Source data section start
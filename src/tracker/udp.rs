//! UDP tracker announce (spec §4.4, BEP-15): two-stage connect+announce
//! exchange over a `mio`-polled UDP socket with a fixed 16/98-byte binary
//! layout. An earlier revision built this framing with
//! `serde_bencode::to_bytes`/`from_bytes`, which encodes bencode text
//! framing, not BEP-15's big-endian binary layout — that was a real bug;
//! this rewrites the wire format directly with `byteorder`, which was
//! already a dependency.

use super::{socket_addr_v4, AnnounceParams, CALL_TIMEOUT};
use crate::error::TrackerError;
use byteorder::{BigEndian, ReadBytesExt, WriteBytesExt};
use mio::net::UdpSocket;
use mio::{Events, Interest, Poll, Token};
use rand::Rng;
use std::io::Cursor;
use std::net::{SocketAddr, ToSocketAddrs};
use url::Url;

/// Magic constant for the UDP tracker protocol (BEP-15).
const PROTOCOL_ID: u64 = 0x41727101980;
const ACTION_CONNECT: u32 = 0;
const ACTION_ANNOUNCE: u32 = 1;
const TOKEN: Token = Token(0);

pub fn announce(url: &Url, params: AnnounceParams<'_>) -> Result<Vec<SocketAddr>, TrackerError> {
    let host = url
        .host_str()
        .ok_or_else(|| TrackerError::UnsupportedUrl(url.to_string()))?;
    let port = url.port().ok_or_else(|| TrackerError::UnsupportedUrl(url.to_string()))?;
    let addr = (host, port)
        .to_socket_addrs()
        .map_err(TrackerError::Connect)?
        .next()
        .ok_or_else(|| TrackerError::UnsupportedUrl(url.to_string()))?;

    let mut socket = UdpSocket::bind("0.0.0.0:0".parse().unwrap()).map_err(TrackerError::Connect)?;
    let mut poll = Poll::new().map_err(TrackerError::Connect)?;
    poll.registry()
        .register(&mut socket, TOKEN, Interest::READABLE)
        .map_err(TrackerError::Connect)?;
    let mut events = Events::with_capacity(4);

    let connection_id = connect(&socket, &mut poll, &mut events, addr)?;
    announce_request(&socket, &mut poll, &mut events, addr, connection_id, params)
}

fn connect(
    socket: &UdpSocket,
    poll: &mut Poll,
    events: &mut Events,
    addr: SocketAddr,
) -> Result<u64, TrackerError> {
    let txn_id: u32 = rand::thread_rng().gen();
    let mut req = Vec::with_capacity(16);
    req.write_u64::<BigEndian>(PROTOCOL_ID).unwrap();
    req.write_u32::<BigEndian>(ACTION_CONNECT).unwrap();
    req.write_u32::<BigEndian>(txn_id).unwrap();

    socket.send_to(&req, addr).map_err(TrackerError::Connect)?;
    poll.poll(events, Some(CALL_TIMEOUT))
        .map_err(TrackerError::Connect)?;
    if events.is_empty() {
        return Err(TrackerError::Timeout { addr });
    }

    let mut buf = [0u8; 16];
    let (len, _) = socket.recv_from(&mut buf).map_err(TrackerError::Connect)?;
    if len < 16 {
        return Err(TrackerError::MalformedResponse(
            "connect reply shorter than 16 bytes".to_string(),
        ));
    }
    let mut cursor = Cursor::new(&buf[..len]);
    let action = cursor.read_u32::<BigEndian>().unwrap();
    let got_txn = cursor.read_u32::<BigEndian>().unwrap();
    let connection_id = cursor.read_u64::<BigEndian>().unwrap();

    if got_txn != txn_id {
        return Err(TrackerError::TransactionIdMismatch {
            sent: txn_id,
            got: got_txn,
        });
    }
    if action != ACTION_CONNECT {
        return Err(TrackerError::MalformedResponse(format!(
            "unexpected action {action} in connect reply"
        )));
    }
    Ok(connection_id)
}

fn announce_request(
    socket: &UdpSocket,
    poll: &mut Poll,
    events: &mut Events,
    addr: SocketAddr,
    connection_id: u64,
    params: AnnounceParams<'_>,
) -> Result<Vec<SocketAddr>, TrackerError> {
    // A fresh transaction id per request, not reused from connect (spec §9
    // Open Question: the stricter option is acceptable here).
    let txn_id: u32 = rand::thread_rng().gen();
    let key: u32 = rand::thread_rng().gen();

    let mut req = Vec::with_capacity(98);
    req.write_u64::<BigEndian>(connection_id).unwrap();
    req.write_u32::<BigEndian>(ACTION_ANNOUNCE).unwrap();
    req.write_u32::<BigEndian>(txn_id).unwrap();
    req.extend_from_slice(params.info_hash);
    req.extend_from_slice(params.peer_id);
    req.write_u64::<BigEndian>(params.downloaded).unwrap();
    req.write_u64::<BigEndian>(params.left).unwrap();
    req.write_u64::<BigEndian>(params.uploaded).unwrap();
    req.write_u32::<BigEndian>(0).unwrap(); // event = none
    req.write_u32::<BigEndian>(0).unwrap(); // ip = default
    req.write_u32::<BigEndian>(key).unwrap();
    req.write_i32::<BigEndian>(-1).unwrap(); // num_want = default
    req.write_u16::<BigEndian>(params.port).unwrap();
    debug_assert_eq!(req.len(), 98);

    socket.send_to(&req, addr).map_err(TrackerError::Connect)?;
    poll.poll(events, Some(CALL_TIMEOUT))
        .map_err(TrackerError::Connect)?;
    if events.is_empty() {
        return Err(TrackerError::Timeout { addr });
    }

    let mut buf = [0u8; 2048];
    let (len, _) = socket.recv_from(&mut buf).map_err(TrackerError::Connect)?;
    if len < 20 {
        return Err(TrackerError::MalformedResponse(
            "announce reply shorter than 20 bytes".to_string(),
        ));
    }
    let mut cursor = Cursor::new(&buf[..20]);
    let action = cursor.read_u32::<BigEndian>().unwrap();
    let got_txn = cursor.read_u32::<BigEndian>().unwrap();
    let _interval = cursor.read_u32::<BigEndian>().unwrap();
    let _leechers = cursor.read_u32::<BigEndian>().unwrap();
    let _seeders = cursor.read_u32::<BigEndian>().unwrap();

    if got_txn != txn_id {
        return Err(TrackerError::TransactionIdMismatch {
            sent: txn_id,
            got: got_txn,
        });
    }
    if action != ACTION_ANNOUNCE {
        return Err(TrackerError::MalformedResponse(format!(
            "unexpected action {action} in announce reply"
        )));
    }

    let peer_bytes = &buf[20..len];
    if peer_bytes.len() % 6 != 0 {
        return Err(TrackerError::MalformedResponse(format!(
            "peer list length {} is not a multiple of 6",
            peer_bytes.len()
        )));
    }
    Ok(peer_bytes
        .chunks_exact(6)
        .map(|c| {
            let port = u16::from_be_bytes([c[4], c[5]]);
            socket_addr_v4([c[0], c[1], c[2], c[3]], port)
        })
        .collect())
}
Source data section end
All lines above from the one with "pub fn announce(url: &Url, params: AnnounceParams<'_>)" to the one with "let mut buf = [0u8; 16];", inclusive, should be copied exactly, and no other lines.

pub fn announce(url: &Url, params: AnnounceParams<'_>) -> Result<Vec<SocketAddr>, TrackerError> {
    let host = url
        .host_str()
        .ok_or_else(|| TrackerError::UnsupportedUrl(url.to_string()))?;
    let port = url.port().ok_or_else(|| TrackerError::UnsupportedUrl(url.to_string()))?;
    let addr = (host, port)
        .to_socket_addrs()
        .map_err(TrackerError::Connect)?
        .next()
        .ok_or_else(|| TrackerError::UnsupportedUrl(url.to_string()))?;

    let mut socket = UdpSocket::bind("0.0.0.0:0".parse().unwrap()).map_err(TrackerError::Connect)?;
    let mut poll = Poll::new().map_err(TrackerError::Connect)?;
    poll.registry()
        .register(&mut socket, TOKEN, Interest::READABLE)
        .map_err(TrackerError::Connect)?;
    let mut events = Events::with_capacity(4);

    let connection_id = connect(&socket, &mut poll, &mut events, addr)?;
    announce_request(&socket, &mut poll, &mut events, addr, connection_id, params)
}

fn connect(
    socket: &UdpSocket,
    poll: &mut Poll,
    events: &mut Events,
    addr: SocketAddr,
) -> Result<u64, TrackerError> {
    let txn_id: u32 = rand::thread_rng().gen();
    let mut req = Vec::with_capacity(16);
    req.write_u64::<BigEndian>(PROTOCOL_ID).unwrap();
    req.write_u32::<BigEndian>(ACTION_CONNECT).unwrap();
    req.write_u32::<BigEndian>(txn_id).unwrap();

    socket.send_to(&req, addr).map_err(TrackerError::Connect)?;
    poll.poll(events, Some(CALL_TIMEOUT))
        .map_err(TrackerError::Connect)?;
    if events.is_empty() {
        return Err(TrackerError::Timeout { addr });
    }

    let mut buf = [0u8; 16];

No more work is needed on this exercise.